ABOUT THIS TASK: The answer must be a single number: the count of lines in the records below that contain the word "processor".

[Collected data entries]
*-*-*

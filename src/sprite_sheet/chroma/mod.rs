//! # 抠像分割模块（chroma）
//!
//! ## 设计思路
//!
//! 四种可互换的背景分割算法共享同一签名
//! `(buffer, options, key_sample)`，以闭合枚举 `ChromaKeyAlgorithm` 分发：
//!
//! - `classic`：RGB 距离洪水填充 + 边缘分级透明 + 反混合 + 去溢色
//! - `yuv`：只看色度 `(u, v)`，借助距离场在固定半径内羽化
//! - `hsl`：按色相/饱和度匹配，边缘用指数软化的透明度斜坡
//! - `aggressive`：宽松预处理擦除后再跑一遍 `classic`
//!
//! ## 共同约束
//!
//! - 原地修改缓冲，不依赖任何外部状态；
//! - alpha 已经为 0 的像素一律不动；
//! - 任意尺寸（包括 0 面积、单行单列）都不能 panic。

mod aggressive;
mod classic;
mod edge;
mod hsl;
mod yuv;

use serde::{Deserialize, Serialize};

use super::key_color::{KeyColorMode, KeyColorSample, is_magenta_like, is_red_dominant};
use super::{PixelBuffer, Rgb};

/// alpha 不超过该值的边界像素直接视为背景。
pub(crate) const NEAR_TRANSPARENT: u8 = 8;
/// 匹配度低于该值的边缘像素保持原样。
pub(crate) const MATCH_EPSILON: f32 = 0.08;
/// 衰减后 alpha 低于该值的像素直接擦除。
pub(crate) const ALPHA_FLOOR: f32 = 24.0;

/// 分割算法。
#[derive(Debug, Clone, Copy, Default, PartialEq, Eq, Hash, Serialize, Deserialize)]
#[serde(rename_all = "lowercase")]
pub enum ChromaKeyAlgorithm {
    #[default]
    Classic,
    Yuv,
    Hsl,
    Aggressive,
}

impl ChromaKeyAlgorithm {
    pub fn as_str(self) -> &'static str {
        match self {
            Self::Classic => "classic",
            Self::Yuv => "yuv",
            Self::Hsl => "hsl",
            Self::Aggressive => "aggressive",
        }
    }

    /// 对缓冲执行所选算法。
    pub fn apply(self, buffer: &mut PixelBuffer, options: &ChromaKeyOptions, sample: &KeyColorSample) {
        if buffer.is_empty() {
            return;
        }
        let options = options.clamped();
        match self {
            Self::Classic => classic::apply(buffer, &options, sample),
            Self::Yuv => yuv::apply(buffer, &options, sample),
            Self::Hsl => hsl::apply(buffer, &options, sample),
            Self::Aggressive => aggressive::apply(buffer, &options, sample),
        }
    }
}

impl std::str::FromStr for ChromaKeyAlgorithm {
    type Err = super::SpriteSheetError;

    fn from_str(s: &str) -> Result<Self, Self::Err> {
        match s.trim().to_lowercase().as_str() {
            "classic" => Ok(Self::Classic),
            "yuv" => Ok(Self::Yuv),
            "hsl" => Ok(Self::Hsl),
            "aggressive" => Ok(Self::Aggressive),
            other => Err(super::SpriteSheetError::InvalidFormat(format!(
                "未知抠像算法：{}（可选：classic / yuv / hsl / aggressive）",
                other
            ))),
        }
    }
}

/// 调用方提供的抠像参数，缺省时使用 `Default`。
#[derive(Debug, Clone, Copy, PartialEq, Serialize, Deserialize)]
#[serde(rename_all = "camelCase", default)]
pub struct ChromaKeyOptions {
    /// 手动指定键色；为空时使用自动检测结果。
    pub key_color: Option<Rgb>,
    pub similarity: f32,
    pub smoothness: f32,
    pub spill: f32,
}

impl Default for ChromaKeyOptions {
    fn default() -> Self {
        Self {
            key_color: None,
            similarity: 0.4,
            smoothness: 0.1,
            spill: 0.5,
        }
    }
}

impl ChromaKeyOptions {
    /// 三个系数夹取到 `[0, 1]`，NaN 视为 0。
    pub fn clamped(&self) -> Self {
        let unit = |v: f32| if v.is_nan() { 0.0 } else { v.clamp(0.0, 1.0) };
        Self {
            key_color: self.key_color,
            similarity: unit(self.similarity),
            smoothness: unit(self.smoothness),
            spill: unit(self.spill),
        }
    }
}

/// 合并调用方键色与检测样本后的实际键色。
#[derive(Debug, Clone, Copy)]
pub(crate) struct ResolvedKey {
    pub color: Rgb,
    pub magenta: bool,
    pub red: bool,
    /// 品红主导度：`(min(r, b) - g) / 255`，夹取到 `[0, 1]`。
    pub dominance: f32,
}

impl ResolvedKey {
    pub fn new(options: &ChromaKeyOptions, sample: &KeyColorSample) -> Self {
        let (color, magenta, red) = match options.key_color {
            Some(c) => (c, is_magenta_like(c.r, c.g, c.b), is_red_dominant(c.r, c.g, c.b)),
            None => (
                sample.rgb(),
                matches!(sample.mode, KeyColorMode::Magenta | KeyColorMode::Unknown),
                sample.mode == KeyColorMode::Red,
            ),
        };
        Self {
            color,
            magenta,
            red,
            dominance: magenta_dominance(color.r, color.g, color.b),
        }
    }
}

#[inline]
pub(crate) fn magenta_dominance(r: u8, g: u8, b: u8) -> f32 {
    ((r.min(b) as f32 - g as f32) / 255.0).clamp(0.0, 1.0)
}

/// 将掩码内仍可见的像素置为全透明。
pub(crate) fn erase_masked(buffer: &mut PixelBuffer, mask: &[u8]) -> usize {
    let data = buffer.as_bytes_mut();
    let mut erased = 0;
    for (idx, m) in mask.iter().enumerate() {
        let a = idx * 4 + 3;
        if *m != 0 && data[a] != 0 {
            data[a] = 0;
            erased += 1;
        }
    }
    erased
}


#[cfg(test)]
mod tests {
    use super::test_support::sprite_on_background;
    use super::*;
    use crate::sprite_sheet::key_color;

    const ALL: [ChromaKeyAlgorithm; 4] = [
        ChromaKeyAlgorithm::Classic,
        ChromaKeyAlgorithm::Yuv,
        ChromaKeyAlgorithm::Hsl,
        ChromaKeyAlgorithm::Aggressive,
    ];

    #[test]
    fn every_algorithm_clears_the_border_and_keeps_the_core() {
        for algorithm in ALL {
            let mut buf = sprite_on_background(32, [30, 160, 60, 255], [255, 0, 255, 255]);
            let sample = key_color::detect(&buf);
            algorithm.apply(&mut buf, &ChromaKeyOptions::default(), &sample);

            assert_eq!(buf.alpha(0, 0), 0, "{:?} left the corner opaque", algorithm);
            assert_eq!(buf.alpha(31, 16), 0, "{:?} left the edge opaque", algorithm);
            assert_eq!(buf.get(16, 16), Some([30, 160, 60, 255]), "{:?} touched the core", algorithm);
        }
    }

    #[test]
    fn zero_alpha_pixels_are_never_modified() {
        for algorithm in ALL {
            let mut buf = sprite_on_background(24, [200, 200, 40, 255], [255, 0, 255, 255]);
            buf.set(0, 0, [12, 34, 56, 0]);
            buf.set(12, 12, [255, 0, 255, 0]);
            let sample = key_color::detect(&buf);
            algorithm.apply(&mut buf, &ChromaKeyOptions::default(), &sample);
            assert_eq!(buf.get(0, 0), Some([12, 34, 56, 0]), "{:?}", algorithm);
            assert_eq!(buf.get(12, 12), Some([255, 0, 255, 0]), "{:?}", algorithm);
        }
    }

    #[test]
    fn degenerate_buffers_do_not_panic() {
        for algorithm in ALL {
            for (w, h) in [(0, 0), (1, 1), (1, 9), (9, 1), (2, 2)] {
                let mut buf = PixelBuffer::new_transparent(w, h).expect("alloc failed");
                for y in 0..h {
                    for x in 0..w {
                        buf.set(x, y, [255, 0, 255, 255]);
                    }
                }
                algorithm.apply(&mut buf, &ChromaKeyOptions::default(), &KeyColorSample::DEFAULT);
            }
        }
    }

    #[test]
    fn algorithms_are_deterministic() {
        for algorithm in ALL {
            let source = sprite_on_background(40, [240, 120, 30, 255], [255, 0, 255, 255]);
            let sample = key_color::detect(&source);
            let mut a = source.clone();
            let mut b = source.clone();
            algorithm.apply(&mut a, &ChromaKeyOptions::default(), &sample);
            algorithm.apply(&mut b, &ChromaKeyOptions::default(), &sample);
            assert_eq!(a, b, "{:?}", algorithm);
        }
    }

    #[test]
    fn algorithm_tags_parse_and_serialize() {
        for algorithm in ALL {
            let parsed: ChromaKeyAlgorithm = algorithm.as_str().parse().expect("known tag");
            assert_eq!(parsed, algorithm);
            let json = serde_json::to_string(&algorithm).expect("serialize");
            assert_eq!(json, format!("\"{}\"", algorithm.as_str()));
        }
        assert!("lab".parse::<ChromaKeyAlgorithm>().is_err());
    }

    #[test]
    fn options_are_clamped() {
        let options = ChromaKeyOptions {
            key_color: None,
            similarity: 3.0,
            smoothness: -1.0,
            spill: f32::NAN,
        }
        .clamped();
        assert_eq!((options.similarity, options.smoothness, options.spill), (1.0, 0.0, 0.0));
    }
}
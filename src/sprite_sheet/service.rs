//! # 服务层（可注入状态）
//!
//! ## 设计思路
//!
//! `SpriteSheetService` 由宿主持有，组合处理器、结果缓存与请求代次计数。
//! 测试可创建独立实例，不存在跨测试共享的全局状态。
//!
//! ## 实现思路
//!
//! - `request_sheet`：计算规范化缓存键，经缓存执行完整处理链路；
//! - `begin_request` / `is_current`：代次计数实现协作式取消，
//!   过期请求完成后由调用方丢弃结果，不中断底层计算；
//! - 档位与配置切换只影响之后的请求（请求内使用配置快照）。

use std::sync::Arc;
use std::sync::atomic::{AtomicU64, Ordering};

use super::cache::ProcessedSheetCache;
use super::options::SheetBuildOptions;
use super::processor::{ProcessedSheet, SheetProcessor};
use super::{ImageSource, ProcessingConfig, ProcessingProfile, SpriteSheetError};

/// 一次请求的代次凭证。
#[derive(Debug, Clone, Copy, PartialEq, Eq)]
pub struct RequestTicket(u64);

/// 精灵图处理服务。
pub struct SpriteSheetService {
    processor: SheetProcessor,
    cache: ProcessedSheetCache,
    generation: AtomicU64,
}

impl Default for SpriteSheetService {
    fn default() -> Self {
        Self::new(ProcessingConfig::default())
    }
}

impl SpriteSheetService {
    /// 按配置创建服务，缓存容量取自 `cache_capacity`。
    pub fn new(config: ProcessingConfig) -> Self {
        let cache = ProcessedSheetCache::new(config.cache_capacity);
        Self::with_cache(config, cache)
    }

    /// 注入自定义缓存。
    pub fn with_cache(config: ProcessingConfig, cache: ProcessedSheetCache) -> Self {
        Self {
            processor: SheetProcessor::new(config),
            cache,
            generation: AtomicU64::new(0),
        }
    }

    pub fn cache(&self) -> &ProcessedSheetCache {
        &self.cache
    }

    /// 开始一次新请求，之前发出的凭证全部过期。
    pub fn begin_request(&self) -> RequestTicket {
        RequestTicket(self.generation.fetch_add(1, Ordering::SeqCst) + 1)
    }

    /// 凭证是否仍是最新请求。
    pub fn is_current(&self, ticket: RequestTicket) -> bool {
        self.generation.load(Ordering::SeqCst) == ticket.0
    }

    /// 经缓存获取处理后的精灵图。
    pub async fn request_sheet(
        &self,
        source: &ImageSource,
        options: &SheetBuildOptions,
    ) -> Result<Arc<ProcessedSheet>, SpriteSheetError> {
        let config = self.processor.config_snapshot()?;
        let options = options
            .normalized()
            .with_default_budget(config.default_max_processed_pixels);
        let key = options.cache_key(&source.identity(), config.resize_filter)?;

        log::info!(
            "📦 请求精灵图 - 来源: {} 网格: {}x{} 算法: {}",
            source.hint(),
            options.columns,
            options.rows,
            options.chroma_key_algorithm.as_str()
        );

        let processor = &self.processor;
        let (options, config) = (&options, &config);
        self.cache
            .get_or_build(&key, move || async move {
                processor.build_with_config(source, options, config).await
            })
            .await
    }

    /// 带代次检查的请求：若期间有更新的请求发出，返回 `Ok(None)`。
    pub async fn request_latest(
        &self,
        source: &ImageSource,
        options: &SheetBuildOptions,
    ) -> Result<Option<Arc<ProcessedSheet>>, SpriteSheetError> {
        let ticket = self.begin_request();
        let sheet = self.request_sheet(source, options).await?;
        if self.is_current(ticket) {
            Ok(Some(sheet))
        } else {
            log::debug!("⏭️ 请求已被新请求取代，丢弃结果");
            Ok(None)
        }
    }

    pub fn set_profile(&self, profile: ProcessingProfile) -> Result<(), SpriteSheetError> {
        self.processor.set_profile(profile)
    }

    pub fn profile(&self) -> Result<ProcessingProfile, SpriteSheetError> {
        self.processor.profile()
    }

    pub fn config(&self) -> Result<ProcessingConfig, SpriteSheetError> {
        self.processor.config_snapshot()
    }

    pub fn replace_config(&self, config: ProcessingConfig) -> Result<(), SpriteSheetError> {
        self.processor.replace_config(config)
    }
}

*-*-*

REPLY: 10